With great interest we read the paper of Khalil and Läer on the concepts of physiologically based pharmacokinetic (PBPK) modeling and its applications to pediatric drug development [1].

The authors clearly described the methodology, applications, and limitations of PBPK models in pediatric drug development [1].

In essence, PBPK models hold the promise to design and perform a pediatric study based on “a well-educated guess” to paraphrase what the authors refer to as “confirmatory” instead of “exploratory” approach.

The approach described by the authors hereby mainly reflects what we would like to describe as a “top-down (from model to clinical observations)” concept: based on the available knowledge on developmental anatomy and physiology, a PBPK model is developed, undergoes validation, and will subsequently facilitate pediatric studies [1].

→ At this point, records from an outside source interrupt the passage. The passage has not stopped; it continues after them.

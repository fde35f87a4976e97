use crate::alert::{Alert, AlertInput};
use crate::alert_rule::AlertRule;

/// One aggregate warning counting rows at or below their minimum stock.
pub struct LowStockRule;

impl AlertRule for LowStockRule {
    fn enable(&self, input: &AlertInput<'_>) -> bool {
        !input.inventory.is_empty()
    }

    fn evaluate(&self, input: &AlertInput<'_>) -> Vec<Alert> {
        let low = input.inventory.iter().filter(|r| r.is_low_stock()).count();
        if low == 0 {
            return Vec::new();
        }
        vec![Alert::warning(format!(
            "{} SKUs below minimum stock threshold",
            low
        ))]
    }
}

#[cfg(test)]
mod tests {
    use super::*;
    use crate::components::fixtures::{at, stock, Tables};

    #[test]
    fn counts_rows_at_or_below_minimum() {
        let tables = Tables::new(
            vec![],
            vec![
                stock("Love Bracelet", "BTQ001", 5, 5, 3_000.0),
                stock("Juste un Clou", "BTQ001", 2, 5, 3_000.0),
                stock("Tank Must", "BTQ002", 6, 5, 3_000.0),
            ],
        );
        let alerts = LowStockRule.evaluate(&tables.input(at(10, 9)));
        assert_eq!(alerts.len(), 1);
        assert_eq!(alerts[0].message, "2 SKUs below minimum stock threshold");
    }

    #[test]
    fn healthy_stock_is_quiet() {
        let tables = Tables::new(vec![], vec![stock("Tank Must", "BTQ002", 9, 5, 1.0)]);
        assert!(LowStockRule.evaluate(&tables.input(at(10, 9))).is_empty());
    }
}
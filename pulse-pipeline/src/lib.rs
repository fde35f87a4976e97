pub mod alert;
pub mod alert_engine;
pub mod alert_rule;
pub mod components;
pub mod config;
pub mod demo;
pub mod error;
pub mod export;
pub mod loader;
pub mod notifier;
pub mod report;
pub mod util;
pub mod validator;

pub use alert::{Alert, AlertReport, Severity};
pub use alert_engine::{check_alerts, AlertEngine};
pub use config::{DashboardConfig, EmailSettings};
pub use demo::{generate_demo_data, DEMO_SEED};
pub use loader::{load_data, LoadOutcome};
pub use report::{DashboardReport, ReportContext, Session};
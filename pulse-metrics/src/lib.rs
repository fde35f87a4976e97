pub mod aggregates;
pub mod kpi;
pub mod math;
pub mod period;
pub mod records;
pub mod thresholds;
pub mod timestamp;

pub use aggregates::{
    boutique_metrics, category_metrics, category_stock, daily_revenue, BoutiqueMetrics,
    CategoryMetrics, CategoryStock, DailyRevenue,
};
pub use kpi::{compute_kpis, KpiEngine, KpiSnapshot, TurnoverStatus};
pub use records::{CustomerType, Dataset, InventoryRecord, SalesRecord};
pub use thresholds::{Heuristics, ThresholdConfig};
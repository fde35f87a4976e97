//! Timestamp parsing and serde helpers for the `Date`-like columns.
//!
//! Extracts arrive from point-of-sale exports and spreadsheets with a mix of
//! ISO dates, ISO date-times and US-style dates. Everything is normalised to a
//! naive local `NaiveDateTime`; a bare date becomes midnight.

use chrono::{DateTime, NaiveDate, NaiveDateTime};
use serde::{Deserialize, Deserializer, Serializer};

/// Canonical output format used when writing timestamps back out.
pub const TIMESTAMP_FORMAT: &str = "%Y-%m-%d %H:%M:%S";

const DATETIME_FORMATS: &[&str] = &[
    "%Y-%m-%d %H:%M:%S%.f",
    "%Y-%m-%dT%H:%M:%S%.f",
    "%Y-%m-%d %H:%M",
    "%Y-%m-%dT%H:%M",
    "%m/%d/%Y %H:%M:%S",
    "%m/%d/%Y %H:%M",
];

const DATE_FORMATS: &[&str] = &["%Y-%m-%d", "%m/%d/%Y", "%Y/%m/%d"];

/// Parse a timestamp cell.
pub fn parse_timestamp(raw: &str) -> Result<NaiveDateTime, String> {
    let s = raw.trim();
    if s.is_empty() {
        return Err("empty date value".to_string());
    }

    if let Ok(dt) = DateTime::parse_from_rfc3339(s) {
        return Ok(dt.naive_local());
    }
    for fmt in DATETIME_FORMATS {
        if let Ok(dt) = NaiveDateTime::parse_from_str(s, fmt) {
            return Ok(dt);
        }
    }
    for fmt in DATE_FORMATS {
        if let Ok(d) = NaiveDate::parse_from_str(s, fmt) {
            return Ok(d.and_hms_opt(0, 0, 0).unwrap_or_default());
        }
    }

    Err(format!("unrecognised date '{}'", s))
}

pub fn format_timestamp(ts: &NaiveDateTime) -> String {
    ts.format(TIMESTAMP_FORMAT).to_string()
}

pub fn deserialize_timestamp<'de, D>(deserializer: D) -> Result<NaiveDateTime, D::Error>
where
    D: Deserializer<'de>,
{
    let s = String::deserialize(deserializer)?;
    parse_timestamp(&s).map_err(serde::de::Error::custom)
}

/// Empty cells map to `None`; anything else must parse.
pub fn deserialize_optional_timestamp<'de, D>(
    deserializer: D,
) -> Result<Option<NaiveDateTime>, D::Error>
where
    D: Deserializer<'de>,
{
    let s = Option::<String>::deserialize(deserializer)?;
    match s.as_deref().map(str::trim) {
        None | Some("") => Ok(None),
        Some(v) => parse_timestamp(v).map(Some).map_err(serde::de::Error::custom),
    }
}

pub fn serialize_timestamp<S>(ts: &NaiveDateTime, serializer: S) -> Result<S::Ok, S::Error>
where
    S: Serializer,
{
    serializer.serialize_str(&format_timestamp(ts))
}

pub fn serialize_optional_timestamp<S>(
    ts: &Option<NaiveDateTime>,
    serializer: S,
) -> Result<S::Ok, S::Error>
where
    S: Serializer,
{
    match ts {
        Some(ts) => serializer.serialize_str(&format_timestamp(ts)),
        None => serializer.serialize_str(""),
    }
}

#[cfg(test)]
mod tests {
    use super::*;
    use chrono::Timelike;

    #[test]
    fn bare_date_is_midnight() {
        let ts = parse_timestamp("2024-03-05").unwrap();
        assert_eq!(ts.date(), NaiveDate::from_ymd_opt(2024, 3, 5).unwrap());
        assert_eq!(ts.hour(), 0);
    }

    #[test]
    fn accepts_common_export_formats() {
        for raw in [
            "2024-03-05 14:30:00",
            "2024-03-05T14:30:00",
            "2024-03-05 14:30:00.250",
            "2024-03-05T14:30:00+04:00",
            "03/05/2024 14:30",
        ] {
            let ts = parse_timestamp(raw).unwrap_or_else(|e| panic!("{}: {}", raw, e));
            assert_eq!(ts.hour(), 14, "{}", raw);
            assert_eq!(ts.minute(), 30, "{}", raw);
        }
        assert!(parse_timestamp("03/05/2024").is_ok());
    }

    #[test]
    fn rejects_garbage_and_empty() {
        assert!(parse_timestamp("not-a-date").is_err());
        assert!(parse_timestamp("   ").is_err());
        assert!(parse_timestamp("2024-13-40").is_err());
    }
}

We would like to further challenge research groups active in the field of PBPK modeling not to get too disconnected from the “in vivo” world of pediatric developmental pharmacology and also consider what we would like to describe as a “bottom-up (from clinical observations to model)” concept: from compound specific observations to mechanism-based models [2–5].

It is our strong opinion that active comparison between PBPK and mechanism based models using the same in vivo datasets can be helpful to further improve clinical care but also provides guidance for more focused studies on aspects of developmental physiology.